Ennemond Alexandre Petitot
Ennemond Alexandre Petitot (1727-1801) was a French-born architect, mainly active in the Duchy of Parma.
Biography
He was born in Lyon in 1727, and by 1741, he had joined the studio of the architect Jacques Soufflot. From there he moved to study at the Académie d'Architecture in Paris. From there he moved under a grant to study architecture in Rome, and was there recruited by the prime minister Guillaume du Tillot to become the architect of the recently installed Bourbon Dukes in Parma.
His projects envisioning updating the Duchy along the lines of the Neoclassical style regnant in France. Many of his ambitious projects have either been reduced, razed, or remained unfinished. He also published series of engravings on various designs for architectural decoration. Among his architectural projects in the Duchy of Parma
- Venaria (Ducal hunting lodge) at Colorno (1753)
- Apartments (1755) and staircase for Ducal Palace of Colorno
- Sculptural Vases for Ducal Garden in Parma (1754), collaboration with the French sculptor Jean Baptiste Boudard (1710-1768) similar to those found in gardens at Palace of Versailles
- Loggia at theater at Ducal Palace of Parma with Boudard (1760)
- Facade of the church of San Pietro (1761-1762)
- Plans for boulevard-promenade (1763) along what is now Stradone Martiri della Liberta (at the time, he name had changed from the Stradone Farnese to Stradone Borbone); it was to be marked at the ends by two architectural units:
- At the Western end, ant the intersection with Strada Firini, a Colonna Borbone (Bourbon column), a 90-foot monumental free-standing doric column topped by Bourbon coat of arms
- At the Eastern end, the still-extant Casino del Caffè, now Casino Petitot designed as fashionable meeting spot, but now somewhat isolated in a traffic circle
- Ara Amicitiae monument (1769, since destroyed)[1]

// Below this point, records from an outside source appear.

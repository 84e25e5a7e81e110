//! Generation pass orchestration and the refine / direct-edit flows.
//!
//! The [`Orchestrator`] owns the live [`Session`] inside a `watch` channel.
//! Every mutation is a [`SessionEvent`] applied through `send_modify`, which
//! serializes writes and lets any number of observers follow along.

use std::collections::BTreeSet;

use tokio::sync::watch;
use tokio::task::JoinSet;
use tracing::{debug, info, warn};

use crate::client::{GenerationClient, GenerationError};
use crate::documents::DocumentKind;
use crate::prompts::{build_generation_prompt, build_refinement_prompt};
use crate::providers::SamplingConfig;
use crate::session::{DocumentFailure, PassId, Session, SessionEvent};

/// Shown when a generation pass is refused for lack of a credential.
pub const GENERATE_BLOCKED_MESSAGE: &str =
    "Cannot generate documents: API key is missing or empty. Set the API_KEY environment variable.";

/// Shown when a refinement is refused for lack of a credential.
pub const REFINE_BLOCKED_MESSAGE: &str = "Cannot refine document: API key is missing or empty.";

/// Sampling used for each kind of request.
#[derive(Debug, Clone, Copy, PartialEq)]
pub struct SamplingPlan {
    /// Initial generation.
    pub generation: SamplingConfig,
    /// Refinement.
    pub refinement: SamplingConfig,
}

impl Default for SamplingPlan {
    fn default() -> Self {
        Self {
            generation: SamplingConfig::GENERATION,
            refinement: SamplingConfig::REFINEMENT,
        }
    }
}

/// Summary of a finished generation pass.
#[derive(Debug, Clone, PartialEq, Eq)]
pub struct BatchReport {
    /// Pass identifier.
    pub pass: PassId,
    /// Kinds that produced content, in display order.
    pub succeeded: Vec<DocumentKind>,
    /// Kinds that failed, in display order.
    pub failures: Vec<DocumentFailure>,
}

impl BatchReport {
    /// Whether every kind failed.
    pub fn all_failed(&self) -> bool {
        self.succeeded.is_empty()
    }
}

/// Result of a [`Orchestrator::refine`] call.
#[derive(Debug, Clone, PartialEq, Eq)]
pub enum RefineOutcome {
    /// The stored content was replaced.
    Refined,
    /// The request failed; the stored content is unchanged.
    Failed(String),
    /// No credential; no request was issued.
    Blocked,
    /// Blank instruction or a request for this kind already in flight.
    Skipped,
    /// A new idea was submitted while the request was in flight; the result
    /// was discarded.
    Superseded,
}

/// Drives generation, refinement and direct edits against one session.
#[derive(Debug)]
pub struct Orchestrator {
    client: GenerationClient,
    sampling: SamplingPlan,
    state: watch::Sender<Session>,
}

impl Orchestrator {
    /// Create an orchestrator and record whether a credential is available.
    pub fn new(client: GenerationClient, sampling: SamplingPlan) -> Self {
        let (state, _) = watch::channel(Session::new());
        let available = client.has_credential();
        if !available {
            warn!("no API key configured; generation and refinement are disabled");
        }
        let orchestrator = Self {
            client,
            sampling,
            state,
        };
        orchestrator.dispatch(SessionEvent::CredentialChecked { available });
        orchestrator
    }

    /// The underlying generation client.
    pub fn client(&self) -> &GenerationClient {
        &self.client
    }

    /// A copy of the current session.
    pub fn snapshot(&self) -> Session {
        self.state.borrow().clone()
    }

    /// Follow session changes.
    pub fn subscribe(&self) -> watch::Receiver<Session> {
        self.state.subscribe()
    }

    fn dispatch(&self, event: SessionEvent) {
        self.state.send_modify(|session| session.apply(event));
    }

    /// Generate every document for `idea` concurrently.
    ///
    /// Returns `None` when the idea is blank or no credential is configured
    /// (the latter sets the error banner). Otherwise waits for all requests
    /// to settle, commits the results and returns a summary.
    pub async fn submit_idea(&self, idea: &str) -> Option<BatchReport> {
        let idea = idea.trim();
        if idea.is_empty() {
            debug!("ignoring blank idea");
            return None;
        }
        if !self.client.has_credential() {
            warn!("generation pass refused: missing API key");
            self.dispatch(SessionEvent::ConfigurationMissing {
                message: GENERATE_BLOCKED_MESSAGE.to_owned(),
            });
            return None;
        }

        self.dispatch(SessionEvent::IdeaSubmitted {
            idea: idea.to_owned(),
        });
        let pass = self.state.borrow().pass();
        info!(
            pass,
            model = self.client.model_id(),
            idea_chars = idea.chars().count(),
            "starting generation pass"
        );

        let mut tasks = JoinSet::new();
        for kind in DocumentKind::ALL {
            let client = self.client.clone();
            let prompt = build_generation_prompt(idea, kind);
            let sampling = self.sampling.generation;
            self.dispatch(SessionEvent::GenerationDispatched { pass, kind });
            tasks.spawn(async move { (kind, client.generate(prompt, sampling).await) });
        }

        let mut unsettled: BTreeSet<DocumentKind> = DocumentKind::ALL.into_iter().collect();
        while let Some(joined) = tasks.join_next().await {
            match joined {
                Ok((kind, result)) => {
                    unsettled.remove(&kind);
                    self.settle_generation(pass, kind, result);
                }
                Err(e) => warn!(pass, error = %e, "generation task did not complete"),
            }
        }
        for kind in unsettled {
            self.settle_generation(
                pass,
                kind,
                Err(GenerationError::Upstream(
                    "generation task ended unexpectedly".to_owned(),
                )),
            );
        }

        self.dispatch(SessionEvent::BatchCompleted { pass });
        let report = self.report(pass);
        info!(
            pass,
            succeeded = report.succeeded.len(),
            failed = report.failures.len(),
            "generation pass complete"
        );
        Some(report)
    }

    fn settle_generation(
        &self,
        pass: PassId,
        kind: DocumentKind,
        result: Result<String, GenerationError>,
    ) {
        let outcome = match result {
            Ok(content) => {
                debug!(pass, kind = %kind, chars = content.chars().count(), "document generated");
                Ok(content)
            }
            Err(e) => {
                warn!(pass, kind = %kind, error = %e, "document generation failed");
                Err(e.to_string())
            }
        };
        self.dispatch(SessionEvent::GenerationSettled {
            pass,
            kind,
            outcome,
        });
    }

    fn report(&self, pass: PassId) -> BatchReport {
        let session = self.state.borrow();
        let mut failures = session.failures().to_vec();
        failures.sort_by_key(|f| f.kind);
        let succeeded = DocumentKind::ALL
            .into_iter()
            .filter(|kind| !failures.iter().any(|f| f.kind == *kind))
            .collect();
        BatchReport {
            pass,
            succeeded,
            failures,
        }
    }

    /// Revise one document according to `edit_request`.
    ///
    /// The stored content is used as the base (including a settled result of
    /// a pass that is still running); `current_content` is the fallback when
    /// nothing, or only empty text, is stored for `kind`.
    pub async fn refine(
        &self,
        kind: DocumentKind,
        current_content: &str,
        edit_request: &str,
    ) -> RefineOutcome {
        let edit_request = edit_request.trim();
        if edit_request.is_empty() {
            debug!(kind = %kind, "ignoring blank refine request");
            return RefineOutcome::Skipped;
        }
        if !self.client.has_credential() {
            warn!(kind = %kind, "refinement refused: missing API key");
            self.dispatch(SessionEvent::ConfigurationMissing {
                message: REFINE_BLOCKED_MESSAGE.to_owned(),
            });
            return RefineOutcome::Blocked;
        }

        // Claim the kind's slot and read the base content under one write.
        let mut started = None;
        self.state.send_modify(|session| {
            if session.is_loading(kind) {
                return;
            }
            let base = session
                .current_content(kind)
                .filter(|stored| !stored.is_empty())
                .unwrap_or(current_content)
                .to_owned();
            let pass = session.pass();
            started = Some((pass, base));
            session.apply(SessionEvent::RefineStarted { pass, kind });
        });
        let Some((pass, base)) = started else {
            warn!(kind = %kind, "refinement already in flight");
            return RefineOutcome::Skipped;
        };

        info!(pass, kind = %kind, "refining document");
        let prompt = build_refinement_prompt(kind, &base, edit_request);
        let result = self.client.generate(prompt, self.sampling.refinement).await;
        if let Err(e) = &result {
            warn!(pass, kind = %kind, error = %e, "refinement failed");
        }
        let outcome = result.map_err(|e| e.to_string());

        let mut current = true;
        self.state.send_modify(|session| {
            current = session.pass() == pass;
            session.apply(SessionEvent::RefineSettled {
                pass,
                kind,
                outcome: outcome.clone(),
            });
        });
        if !current {
            warn!(pass, kind = %kind, "discarding refinement from a previous idea");
            return RefineOutcome::Superseded;
        }
        match outcome {
            Ok(_) => RefineOutcome::Refined,
            Err(reason) => RefineOutcome::Failed(reason),
        }
    }

    /// Overwrite a document locally. Never touches the network.
    pub fn save_direct_edit(&self, kind: DocumentKind, new_content: impl Into<String>) {
        debug!(kind = %kind, "saving direct edit");
        self.dispatch(SessionEvent::DirectEditSaved {
            kind,
            content: new_content.into(),
        });
    }

    /// Select the document to view.
    pub fn select(&self, kind: DocumentKind) {
        self.dispatch(SessionEvent::DocumentSelected { kind });
    }

    /// Open the refine dialog for `kind` (only if it has content).
    pub fn open_refine_dialog(&self, kind: DocumentKind) {
        self.dispatch(SessionEvent::RefineDialogOpened { kind });
    }

    /// Replace the refine dialog's instruction text.
    pub fn update_refine_instruction(&self, instruction: impl Into<String>) {
        self.dispatch(SessionEvent::RefineInstructionEdited {
            instruction: instruction.into(),
        });
    }

    /// Dismiss the refine dialog without submitting.
    pub fn close_refine_dialog(&self) {
        self.dispatch(SessionEvent::RefineDialogClosed);
    }
}
//! Gemini provider implementation using the `generateContent` REST API.

use serde::{Deserialize, Serialize};

use crate::credentials::ApiKey;

use super::{
    check_http_response, sanitize_http_error_body, CompletionProvider, CompletionRequest, ProviderError,
    SamplingConfig,
};

/// Default Gemini API base URL (versioned).
pub const DEFAULT_GEMINI_BASE_URL: &str = "https://generativelanguage.googleapis.com/v1beta";

/// Default model used for every request.
pub const DEFAULT_GEMINI_MODEL: &str = "gemini-2.5-flash";

// ---------------------------------------------------------------------------
// Wire types (pub for integration testing)
// ---------------------------------------------------------------------------

/// `generateContent` request body.
#[doc(hidden)]
#[derive(Debug, Serialize)]
#[serde(rename_all = "camelCase")]
pub struct GeminiRequest {
    /// Conversation turns; always a single user turn here.
    pub contents: Vec<GeminiContent>,
    /// Sampling parameters.
    pub generation_config: GeminiGenerationConfig,
}

/// A conversation turn.
#[doc(hidden)]
#[derive(Debug, Serialize)]
pub struct GeminiContent {
    /// Role: "user" or "model".
    pub role: String,
    /// Text parts.
    pub parts: Vec<GeminiPart>,
}

/// A text part of a request turn.
#[doc(hidden)]
#[derive(Debug, Serialize)]
pub struct GeminiPart {
    /// Part text.
    pub text: String,
}

/// Gemini `generationConfig` object.
#[doc(hidden)]
#[derive(Debug, Serialize)]
#[serde(rename_all = "camelCase")]
pub struct GeminiGenerationConfig {
    /// Sampling temperature.
    pub temperature: f32,
    /// Top-k cutoff.
    #[serde(skip_serializing_if = "Option::is_none")]
    pub top_k: Option<u32>,
    /// Nucleus sampling cutoff.
    #[serde(skip_serializing_if = "Option::is_none")]
    pub top_p: Option<f32>,
}

impl From<SamplingConfig> for GeminiGenerationConfig {
    fn from(sampling: SamplingConfig) -> Self {
        Self {
            temperature: sampling.temperature,
            top_k: sampling.top_k,
            top_p: sampling.top_p,
        }
    }
}

/// `generateContent` response body.
#[doc(hidden)]
#[derive(Debug, Deserialize)]
#[serde(rename_all = "camelCase")]
pub struct GeminiResponse {
    /// Response candidates.
    #[serde(default)]
    pub candidates: Vec<GeminiCandidate>,
    /// Safety feedback on the prompt, present when it was blocked.
    pub prompt_feedback: Option<GeminiPromptFeedback>,
}

/// A response candidate.
#[doc(hidden)]
#[derive(Debug, Deserialize)]
#[serde(rename_all = "camelCase")]
pub struct GeminiCandidate {
    /// Candidate content.
    pub content: Option<GeminiResponseContent>,
    /// Why generation stopped.
    pub finish_reason: Option<String>,
}

/// Content of a response candidate.
#[doc(hidden)]
#[derive(Debug, Deserialize)]
pub struct GeminiResponseContent {
    /// Response parts.
    #[serde(default)]
    pub parts: Vec<GeminiResponsePart>,
}

/// A single response part.
#[doc(hidden)]
#[derive(Debug, Deserialize)]
pub struct GeminiResponsePart {
    /// Text, absent for non-text parts.
    pub text: Option<String>,
}

/// Prompt safety feedback.
#[doc(hidden)]
#[derive(Debug, Deserialize)]
#[serde(rename_all = "camelCase")]
pub struct GeminiPromptFeedback {
    /// Block reason, e.g. `"SAFETY"`.
    pub block_reason: Option<String>,
}

#[derive(Debug, Deserialize)]
struct GeminiErrorEnvelope {
    error: GeminiErrorBody,
}

#[derive(Debug, Deserialize)]
struct GeminiErrorBody {
    message: Option<String>,
    status: Option<String>,
}

// ---------------------------------------------------------------------------
// Provider
// ---------------------------------------------------------------------------

/// Gemini `generateContent` API provider.
#[derive(Debug, Clone)]
pub struct GeminiProvider {
    model: String,
    base_url: String,
    client: reqwest::Client,
}

impl GeminiProvider {
    /// Create a provider for `model` served from `base_url`.
    pub fn new(model: impl Into<String>, base_url: impl Into<String>) -> Self {
        Self {
            model: model.into(),
            base_url: base_url.into(),
            client: reqwest::Client::new(),
        }
    }

    /// Full `generateContent` URL for the configured model.
    pub fn endpoint(&self) -> String {
        format!(
            "{}/models/{}:generateContent",
            self.base_url.trim_end_matches('/'),
            self.model
        )
    }
}

impl Default for GeminiProvider {
    fn default() -> Self {
        Self::new(DEFAULT_GEMINI_MODEL, DEFAULT_GEMINI_BASE_URL)
    }
}

// ---------------------------------------------------------------------------
// Request / Response builders (pub for integration testing)
// ---------------------------------------------------------------------------

/// Build a Gemini request body from a completion request.
#[doc(hidden)]
pub fn build_request(request: &CompletionRequest) -> GeminiRequest {
    GeminiRequest {
        contents: vec![GeminiContent {
            role: "user".to_owned(),
            parts: vec![GeminiPart {
                text: request.prompt.clone(),
            }],
        }],
        generation_config: request.sampling.into(),
    }
}

/// Extract the completion text from a Gemini response body.
///
/// Text parts of the first candidate are concatenated.
///
/// # Errors
///
/// Returns `ProviderError::Parse` if the body cannot be deserialized or
/// carries no text.
#[doc(hidden)]
pub fn parse_response(body: &str) -> Result<String, ProviderError> {
    let resp: GeminiResponse =
        serde_json::from_str(body).map_err(|e| ProviderError::Parse(e.to_string()))?;

    let candidate = resp.candidates.into_iter().next();
    let text: String = candidate
        .as_ref()
        .and_then(|c| c.content.as_ref())
        .map(|content| {
            content
                .parts
                .iter()
                .filter_map(|part| part.text.as_deref())
                .collect()
        })
        .unwrap_or_default();

    if !text.is_empty() {
        return Ok(text);
    }

    if let Some(reason) = resp.prompt_feedback.and_then(|f| f.block_reason) {
        return Err(ProviderError::Parse(format!("prompt was blocked: {reason}")));
    }
    match candidate.and_then(|c| c.finish_reason) {
        Some(reason) => Err(ProviderError::Parse(format!(
            "response contained no text (finish reason: {reason})"
        ))),
        None => Err(ProviderError::Parse("response contained no text".to_owned())),
    }
}

/// Map a non-2xx response body to a [`ProviderError::HttpStatus`].
///
/// Gemini error envelopes are unwrapped to `STATUS: message`; anything else
/// is passed through sanitized.
#[doc(hidden)]
pub fn map_http_error(status: u16, body: &str) -> ProviderError {
    let message = serde_json::from_str::<GeminiErrorEnvelope>(body)
        .ok()
        .and_then(|envelope| {
            let msg = envelope.error.message?;
            Some(match envelope.error.status {
                Some(status_text) if !status_text.is_empty() => format!("{status_text}: {msg}"),
                _ => msg,
            })
        })
        .unwrap_or_else(|| body.to_owned());

    ProviderError::HttpStatus {
        status,
        body: sanitize_http_error_body(&message),
    }
}

// ---------------------------------------------------------------------------
// Trait impl
// ---------------------------------------------------------------------------

#[async_trait::async_trait]
impl CompletionProvider for GeminiProvider {
    async fn complete(
        &self,
        api_key: &ApiKey,
        request: CompletionRequest,
    ) -> Result<String, ProviderError> {
        let body = build_request(&request);

        let response = self
            .client
            .post(self.endpoint())
            .header("x-goog-api-key", api_key.expose())
            .header("content-type", "application/json")
            .json(&body)
            .send()
            .await?;

        let payload = match check_http_response(response).await {
            Ok(payload) => payload,
            Err(ProviderError::HttpStatus { status, body }) => {
                return Err(map_http_error(status, &body));
            }
            Err(e) => return Err(e),
        };
        parse_response(&payload)
    }

    fn model_id(&self) -> &str {
        &self.model
    }
}
//! Inline text handling: entity escaping and `**bold**` spans.

use std::sync::LazyLock;

use regex::Regex;
use serde::Serialize;

static BOLD_RE: LazyLock<Regex> =
    LazyLock::new(|| Regex::new(r"\*\*(.+?)\*\*").expect("bold pattern is valid"));

/// A run of inline text; the string is already HTML-escaped
#[derive(Debug, Clone, PartialEq, Serialize)]
#[serde(tag = "kind", content = "text", rename_all = "snake_case")]
pub enum Span {
    Text(String),
    Strong(String),
}

/// The inline content of one block
#[derive(Debug, Clone, Default, PartialEq, Serialize)]
#[serde(transparent)]
pub struct Inline(pub Vec<Span>);

impl Inline {
    /// Escape raw text and resolve bold spans
    ///
    /// Escaping runs first; `*` is not a reserved character so the
    /// delimiters survive it. A lone `**` stays literal.
    pub fn parse(raw: &str) -> Self {
        let escaped = escape_html(raw);
        let mut spans = Vec::new();
        let mut last = 0;

        for caps in BOLD_RE.captures_iter(&escaped) {
            let (Some(whole), Some(inner)) = (caps.get(0), caps.get(1)) else {
                continue;
            };
            if whole.start() > last {
                spans.push(Span::Text(escaped[last..whole.start()].to_string()));
            }
            spans.push(Span::Strong(inner.as_str().to_string()));
            last = whole.end();
        }

        if last < escaped.len() {
            spans.push(Span::Text(escaped[last..].to_string()));
        }

        Inline(spans)
    }

    pub fn spans(&self) -> &[Span] {
        &self.0
    }

    /// Strong spans only, in order
    pub fn strong(&self) -> impl Iterator<Item = &str> {
        self.0.iter().filter_map(|span| match span {
            Span::Strong(text) => Some(text.as_str()),
            Span::Text(_) => None,
        })
    }

    pub fn to_html(&self) -> String {
        let mut out = String::new();
        for span in &self.0 {
            match span {
                Span::Text(text) => out.push_str(text),
                Span::Strong(text) => {
                    out.push_str("<strong>");
                    out.push_str(text);
                    out.push_str("</strong>");
                }
            }
        }
        out
    }
}

/// Replace the HTML-reserved characters with entities
pub fn escape_html(raw: &str) -> String {
    let mut out = String::with_capacity(raw.len());
    for ch in raw.chars() {
        match ch {
            '&' => out.push_str("&amp;"),
            '<' => out.push_str("&lt;"),
            '>' => out.push_str("&gt;"),
            '"' => out.push_str("&quot;"),
            '\'' => out.push_str("&#x27;"),
            c => out.push(c),
        }
    }
    out
}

- Designs for Biblioteca Palatina (1766), completed by Drugman
- Temple of Arcadia in the Gardens of Colorno (1769)
With the fall of minister du Tillot, and later the dislocations occurring Northern Italy after the French Revolution, the influence and scope of commissions for Petitot waned. He kept a teaching appointment at the Academy of Fine Arts of Parma.[2]
References
- In 1769, in the piazza in front of San Pietro, Petitot with collaboration of Jean Baptiste Boudard, completed a neoclassic monument to celebrate the visit of the Holy Roman Emperor Joseph II to Parma for the occasion of the marriage of the Duke Ferdinand with Maria Amalia, duches of Austria, sister of Joseph the II. (Source:Nuova descrizione della città di Parma, by Paolo Donati, Luigi Viganò, page 89. Titled the Ara Amicitiae (Altar of Friendship), the monument was a truncated column recalling the Ancient Roman Monument erected in Rome to celebrate the end of the wars in Germany. (Source: Biography of Boudard Archived 2016-03-04 at the Wayback Machine, from site of Basins in the Gardens of the Ducal Palace of Parma, with a model of the Ara Amicitiae.
- Fondazione Cariparma, biography prepared for exhibit in memory of the 200th anniversary of his death: E. A. Petitot nel bicentenario della morte: I disegni nella collezione della Fondazione Cariparma, held at Palazzo Bossi Bocchi, Parma, in 2002. He died in his house in Marore, where he had built a small private theater (teatrino).Beni Culturali, Emilia Romagna, Teatrino di villa Petitot, Marore.